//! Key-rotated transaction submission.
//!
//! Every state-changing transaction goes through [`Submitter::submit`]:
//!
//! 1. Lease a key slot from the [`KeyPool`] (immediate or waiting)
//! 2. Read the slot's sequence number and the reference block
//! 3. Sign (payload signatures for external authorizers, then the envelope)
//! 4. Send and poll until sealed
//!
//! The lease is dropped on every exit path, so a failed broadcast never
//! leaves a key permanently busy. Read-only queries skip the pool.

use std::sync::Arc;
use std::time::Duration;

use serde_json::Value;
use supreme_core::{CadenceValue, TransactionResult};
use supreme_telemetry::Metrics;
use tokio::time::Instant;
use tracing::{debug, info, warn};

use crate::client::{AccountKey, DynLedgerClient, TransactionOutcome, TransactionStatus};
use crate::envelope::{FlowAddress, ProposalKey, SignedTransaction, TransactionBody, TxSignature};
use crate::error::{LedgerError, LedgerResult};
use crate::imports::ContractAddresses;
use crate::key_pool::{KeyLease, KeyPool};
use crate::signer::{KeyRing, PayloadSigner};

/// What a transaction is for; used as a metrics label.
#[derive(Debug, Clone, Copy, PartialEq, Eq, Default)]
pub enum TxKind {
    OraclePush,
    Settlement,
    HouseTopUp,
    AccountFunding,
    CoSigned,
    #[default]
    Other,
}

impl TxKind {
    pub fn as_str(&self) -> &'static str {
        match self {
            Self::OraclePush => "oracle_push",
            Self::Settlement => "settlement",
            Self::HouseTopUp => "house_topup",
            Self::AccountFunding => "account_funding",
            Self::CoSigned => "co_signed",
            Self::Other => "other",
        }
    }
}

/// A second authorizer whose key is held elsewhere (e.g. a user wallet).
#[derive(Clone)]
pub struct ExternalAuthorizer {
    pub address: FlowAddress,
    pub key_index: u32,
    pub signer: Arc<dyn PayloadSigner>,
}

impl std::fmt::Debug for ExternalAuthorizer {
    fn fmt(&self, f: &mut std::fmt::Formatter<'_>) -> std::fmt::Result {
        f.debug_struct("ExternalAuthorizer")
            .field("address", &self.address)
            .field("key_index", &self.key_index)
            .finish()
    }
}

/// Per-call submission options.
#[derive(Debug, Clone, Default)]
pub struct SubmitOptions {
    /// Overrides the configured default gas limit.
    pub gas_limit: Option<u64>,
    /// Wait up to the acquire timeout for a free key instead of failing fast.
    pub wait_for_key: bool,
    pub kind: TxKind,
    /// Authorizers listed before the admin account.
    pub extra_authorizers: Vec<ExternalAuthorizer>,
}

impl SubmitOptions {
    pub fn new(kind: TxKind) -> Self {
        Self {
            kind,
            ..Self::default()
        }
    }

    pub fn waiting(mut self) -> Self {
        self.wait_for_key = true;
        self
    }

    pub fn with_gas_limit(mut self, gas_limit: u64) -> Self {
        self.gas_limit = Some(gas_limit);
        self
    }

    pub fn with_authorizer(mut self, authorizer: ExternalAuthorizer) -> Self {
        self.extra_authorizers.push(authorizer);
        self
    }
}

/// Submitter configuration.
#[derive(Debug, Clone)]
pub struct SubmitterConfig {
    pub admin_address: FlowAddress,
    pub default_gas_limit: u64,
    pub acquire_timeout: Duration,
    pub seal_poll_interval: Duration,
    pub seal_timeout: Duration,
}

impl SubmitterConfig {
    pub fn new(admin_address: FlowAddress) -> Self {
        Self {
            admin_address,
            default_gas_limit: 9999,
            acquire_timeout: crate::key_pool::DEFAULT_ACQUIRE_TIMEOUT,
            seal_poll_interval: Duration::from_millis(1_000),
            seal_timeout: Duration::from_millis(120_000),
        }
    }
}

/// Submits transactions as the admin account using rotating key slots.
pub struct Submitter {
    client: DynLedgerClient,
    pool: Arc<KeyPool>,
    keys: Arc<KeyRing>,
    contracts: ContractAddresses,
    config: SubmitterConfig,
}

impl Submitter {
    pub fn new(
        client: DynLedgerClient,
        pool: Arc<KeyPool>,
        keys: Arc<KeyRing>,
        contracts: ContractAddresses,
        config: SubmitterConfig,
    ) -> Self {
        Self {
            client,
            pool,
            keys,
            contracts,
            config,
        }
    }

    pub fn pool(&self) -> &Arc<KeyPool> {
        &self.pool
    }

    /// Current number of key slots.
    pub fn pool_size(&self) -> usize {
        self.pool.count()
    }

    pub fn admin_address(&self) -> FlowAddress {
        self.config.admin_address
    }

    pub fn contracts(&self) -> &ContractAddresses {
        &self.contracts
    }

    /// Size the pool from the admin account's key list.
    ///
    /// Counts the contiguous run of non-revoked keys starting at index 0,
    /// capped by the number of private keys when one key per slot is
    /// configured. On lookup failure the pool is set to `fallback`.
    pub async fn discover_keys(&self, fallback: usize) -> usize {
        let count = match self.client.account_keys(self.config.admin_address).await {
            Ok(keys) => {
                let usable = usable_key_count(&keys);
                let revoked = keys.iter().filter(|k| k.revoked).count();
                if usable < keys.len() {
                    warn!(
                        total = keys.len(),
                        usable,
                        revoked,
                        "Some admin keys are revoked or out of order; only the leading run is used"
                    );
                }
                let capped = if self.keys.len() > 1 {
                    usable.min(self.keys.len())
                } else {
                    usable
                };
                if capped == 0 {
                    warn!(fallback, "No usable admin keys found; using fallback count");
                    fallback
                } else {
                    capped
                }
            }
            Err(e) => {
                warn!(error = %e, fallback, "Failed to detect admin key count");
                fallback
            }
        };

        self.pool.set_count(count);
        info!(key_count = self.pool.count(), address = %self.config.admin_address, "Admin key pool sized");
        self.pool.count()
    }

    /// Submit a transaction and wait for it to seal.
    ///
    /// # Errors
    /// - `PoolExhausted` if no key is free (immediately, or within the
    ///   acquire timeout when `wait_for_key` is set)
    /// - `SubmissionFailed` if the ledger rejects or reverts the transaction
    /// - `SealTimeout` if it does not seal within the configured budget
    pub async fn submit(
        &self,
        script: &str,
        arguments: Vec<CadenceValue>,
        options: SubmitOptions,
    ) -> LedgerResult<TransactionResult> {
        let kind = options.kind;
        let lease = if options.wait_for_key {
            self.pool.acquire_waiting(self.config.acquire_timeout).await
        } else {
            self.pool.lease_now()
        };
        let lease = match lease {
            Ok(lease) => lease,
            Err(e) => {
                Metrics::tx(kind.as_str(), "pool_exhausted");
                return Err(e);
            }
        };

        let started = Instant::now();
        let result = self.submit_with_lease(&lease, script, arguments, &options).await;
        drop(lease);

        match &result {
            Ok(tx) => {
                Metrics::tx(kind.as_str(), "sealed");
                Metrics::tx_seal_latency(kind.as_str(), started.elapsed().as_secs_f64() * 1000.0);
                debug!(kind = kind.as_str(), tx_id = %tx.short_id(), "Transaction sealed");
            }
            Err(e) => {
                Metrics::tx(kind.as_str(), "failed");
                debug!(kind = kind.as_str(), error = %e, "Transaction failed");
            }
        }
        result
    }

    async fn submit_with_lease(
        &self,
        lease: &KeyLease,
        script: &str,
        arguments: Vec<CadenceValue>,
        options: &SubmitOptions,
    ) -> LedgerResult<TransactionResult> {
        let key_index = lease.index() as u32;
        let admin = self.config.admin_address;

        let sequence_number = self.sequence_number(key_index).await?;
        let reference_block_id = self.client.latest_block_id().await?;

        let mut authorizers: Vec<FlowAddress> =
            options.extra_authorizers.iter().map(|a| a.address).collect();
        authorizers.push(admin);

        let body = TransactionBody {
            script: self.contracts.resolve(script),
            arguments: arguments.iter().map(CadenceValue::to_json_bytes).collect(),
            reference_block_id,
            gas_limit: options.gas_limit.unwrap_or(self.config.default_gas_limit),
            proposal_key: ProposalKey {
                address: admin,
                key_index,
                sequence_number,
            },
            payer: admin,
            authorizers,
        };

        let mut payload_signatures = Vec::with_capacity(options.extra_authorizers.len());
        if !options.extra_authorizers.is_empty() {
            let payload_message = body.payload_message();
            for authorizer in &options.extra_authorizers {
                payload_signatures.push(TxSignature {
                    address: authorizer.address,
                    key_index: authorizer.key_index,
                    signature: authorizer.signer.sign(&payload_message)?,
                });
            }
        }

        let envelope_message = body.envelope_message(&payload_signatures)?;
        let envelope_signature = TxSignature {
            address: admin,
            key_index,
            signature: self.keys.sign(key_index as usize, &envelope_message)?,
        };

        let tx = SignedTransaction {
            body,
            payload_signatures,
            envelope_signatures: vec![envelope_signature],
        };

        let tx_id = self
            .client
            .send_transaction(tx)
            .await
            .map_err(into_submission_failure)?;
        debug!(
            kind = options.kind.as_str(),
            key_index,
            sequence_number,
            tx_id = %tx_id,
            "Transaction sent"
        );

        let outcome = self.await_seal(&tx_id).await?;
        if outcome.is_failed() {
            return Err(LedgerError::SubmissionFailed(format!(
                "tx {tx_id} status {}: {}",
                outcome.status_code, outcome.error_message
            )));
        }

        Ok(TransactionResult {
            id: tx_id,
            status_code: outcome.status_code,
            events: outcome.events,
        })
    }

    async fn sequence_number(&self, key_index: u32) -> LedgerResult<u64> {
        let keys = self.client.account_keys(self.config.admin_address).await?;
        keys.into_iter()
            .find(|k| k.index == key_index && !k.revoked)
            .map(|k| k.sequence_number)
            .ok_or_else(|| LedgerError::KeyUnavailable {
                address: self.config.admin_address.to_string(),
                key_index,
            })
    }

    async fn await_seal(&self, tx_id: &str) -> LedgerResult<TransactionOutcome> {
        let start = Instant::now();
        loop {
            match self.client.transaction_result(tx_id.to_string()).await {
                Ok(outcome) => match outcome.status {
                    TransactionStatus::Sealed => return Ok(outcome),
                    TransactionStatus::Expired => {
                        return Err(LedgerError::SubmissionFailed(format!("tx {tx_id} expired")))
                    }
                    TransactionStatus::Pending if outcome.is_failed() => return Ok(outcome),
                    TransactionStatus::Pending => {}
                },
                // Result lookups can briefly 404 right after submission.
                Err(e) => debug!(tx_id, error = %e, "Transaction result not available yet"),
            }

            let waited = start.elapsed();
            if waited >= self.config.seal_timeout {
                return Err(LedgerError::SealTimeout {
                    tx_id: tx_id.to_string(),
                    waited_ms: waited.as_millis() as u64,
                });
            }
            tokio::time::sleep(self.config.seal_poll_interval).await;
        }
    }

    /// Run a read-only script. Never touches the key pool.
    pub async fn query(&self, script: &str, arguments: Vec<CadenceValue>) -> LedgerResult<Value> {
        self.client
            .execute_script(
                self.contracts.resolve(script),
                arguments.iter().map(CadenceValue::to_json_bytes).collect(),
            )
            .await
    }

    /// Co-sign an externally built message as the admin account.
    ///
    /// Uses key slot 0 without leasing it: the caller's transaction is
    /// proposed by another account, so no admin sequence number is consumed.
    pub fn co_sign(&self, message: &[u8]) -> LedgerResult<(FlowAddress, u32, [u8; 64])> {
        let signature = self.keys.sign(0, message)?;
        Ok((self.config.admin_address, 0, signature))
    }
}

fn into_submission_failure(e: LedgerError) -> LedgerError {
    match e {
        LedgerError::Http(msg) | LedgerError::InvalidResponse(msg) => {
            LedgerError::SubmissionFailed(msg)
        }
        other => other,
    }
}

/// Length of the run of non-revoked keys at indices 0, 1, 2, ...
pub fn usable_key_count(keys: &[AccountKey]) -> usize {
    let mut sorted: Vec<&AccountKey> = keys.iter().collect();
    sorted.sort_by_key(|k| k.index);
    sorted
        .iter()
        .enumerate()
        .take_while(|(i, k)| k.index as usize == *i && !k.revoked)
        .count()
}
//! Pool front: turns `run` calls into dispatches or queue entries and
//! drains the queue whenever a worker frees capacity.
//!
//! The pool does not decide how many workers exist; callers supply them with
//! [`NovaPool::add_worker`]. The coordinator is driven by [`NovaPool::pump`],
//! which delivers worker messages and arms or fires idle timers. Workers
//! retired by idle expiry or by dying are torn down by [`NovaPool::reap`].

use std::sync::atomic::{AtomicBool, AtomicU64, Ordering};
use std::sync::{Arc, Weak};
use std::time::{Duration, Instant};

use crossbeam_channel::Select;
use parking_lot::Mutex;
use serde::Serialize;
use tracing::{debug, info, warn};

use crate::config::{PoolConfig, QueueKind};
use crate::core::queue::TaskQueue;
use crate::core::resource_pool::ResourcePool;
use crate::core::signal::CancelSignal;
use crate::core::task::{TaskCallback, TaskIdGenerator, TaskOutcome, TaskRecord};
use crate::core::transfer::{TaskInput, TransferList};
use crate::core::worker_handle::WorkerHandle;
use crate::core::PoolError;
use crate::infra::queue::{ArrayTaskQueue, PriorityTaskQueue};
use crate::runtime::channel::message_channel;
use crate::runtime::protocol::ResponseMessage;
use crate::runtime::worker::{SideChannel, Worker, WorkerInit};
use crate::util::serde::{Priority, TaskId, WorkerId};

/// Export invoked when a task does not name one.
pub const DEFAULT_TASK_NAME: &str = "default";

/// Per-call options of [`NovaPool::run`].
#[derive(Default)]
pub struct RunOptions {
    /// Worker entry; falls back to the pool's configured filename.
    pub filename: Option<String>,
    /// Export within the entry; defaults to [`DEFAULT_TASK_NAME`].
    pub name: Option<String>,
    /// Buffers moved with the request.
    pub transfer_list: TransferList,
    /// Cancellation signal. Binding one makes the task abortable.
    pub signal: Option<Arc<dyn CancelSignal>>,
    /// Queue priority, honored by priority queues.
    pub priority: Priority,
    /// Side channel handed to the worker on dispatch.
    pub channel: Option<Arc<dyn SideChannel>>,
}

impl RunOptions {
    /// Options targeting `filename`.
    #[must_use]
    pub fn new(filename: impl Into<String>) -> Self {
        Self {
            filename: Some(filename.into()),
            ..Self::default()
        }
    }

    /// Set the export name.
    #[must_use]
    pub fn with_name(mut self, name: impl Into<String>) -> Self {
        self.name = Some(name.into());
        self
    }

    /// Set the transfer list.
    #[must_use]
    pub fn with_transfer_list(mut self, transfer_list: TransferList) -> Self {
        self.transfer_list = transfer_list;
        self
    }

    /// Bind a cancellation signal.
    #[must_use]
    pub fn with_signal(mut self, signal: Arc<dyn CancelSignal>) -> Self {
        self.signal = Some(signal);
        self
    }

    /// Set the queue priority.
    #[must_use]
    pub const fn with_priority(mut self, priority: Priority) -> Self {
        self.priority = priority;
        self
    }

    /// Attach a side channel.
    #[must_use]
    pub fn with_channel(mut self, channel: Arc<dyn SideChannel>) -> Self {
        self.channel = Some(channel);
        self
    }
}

§ **Assignment**
Copy out only the lines of the records above from the one with "or within the" through the one with "let sequence_number = self.sequence_number(key_index).await?;", exactly as they stand, both included.

§ **Answer to the problem**
    /// - `PoolExhausted` if no key is free (immediately, or within the
    ///   acquire timeout when `wait_for_key` is set)
    /// - `SubmissionFailed` if the ledger rejects or reverts the transaction
    /// - `SealTimeout` if it does not seal within the configured budget
    pub async fn submit(
        &self,
        script: &str,
        arguments: Vec<CadenceValue>,
        options: SubmitOptions,
    ) -> LedgerResult<TransactionResult> {
        let kind = options.kind;
        let lease = if options.wait_for_key {
            self.pool.acquire_waiting(self.config.acquire_timeout).await
        } else {
            self.pool.lease_now()
        };
        let lease = match lease {
            Ok(lease) => lease,
            Err(e) => {
                Metrics::tx(kind.as_str(), "pool_exhausted");
                return Err(e);
            }
        };

        let started = Instant::now();
        let result = self.submit_with_lease(&lease, script, arguments, &options).await;
        drop(lease);

        match &result {
            Ok(tx) => {
                Metrics::tx(kind.as_str(), "sealed");
                Metrics::tx_seal_latency(kind.as_str(), started.elapsed().as_secs_f64() * 1000.0);
                debug!(kind = kind.as_str(), tx_id = %tx.short_id(), "Transaction sealed");
            }
            Err(e) => {
                Metrics::tx(kind.as_str(), "failed");
                debug!(kind = kind.as_str(), error = %e, "Transaction failed");
            }
        }
        result
    }

    async fn submit_with_lease(
        &self,
        lease: &KeyLease,
        script: &str,
        arguments: Vec<CadenceValue>,
        options: &SubmitOptions,
    ) -> LedgerResult<TransactionResult> {
        let key_index = lease.index() as u32;
        let admin = self.config.admin_address;

        let sequence_number = self.sequence_number(key_index).await?;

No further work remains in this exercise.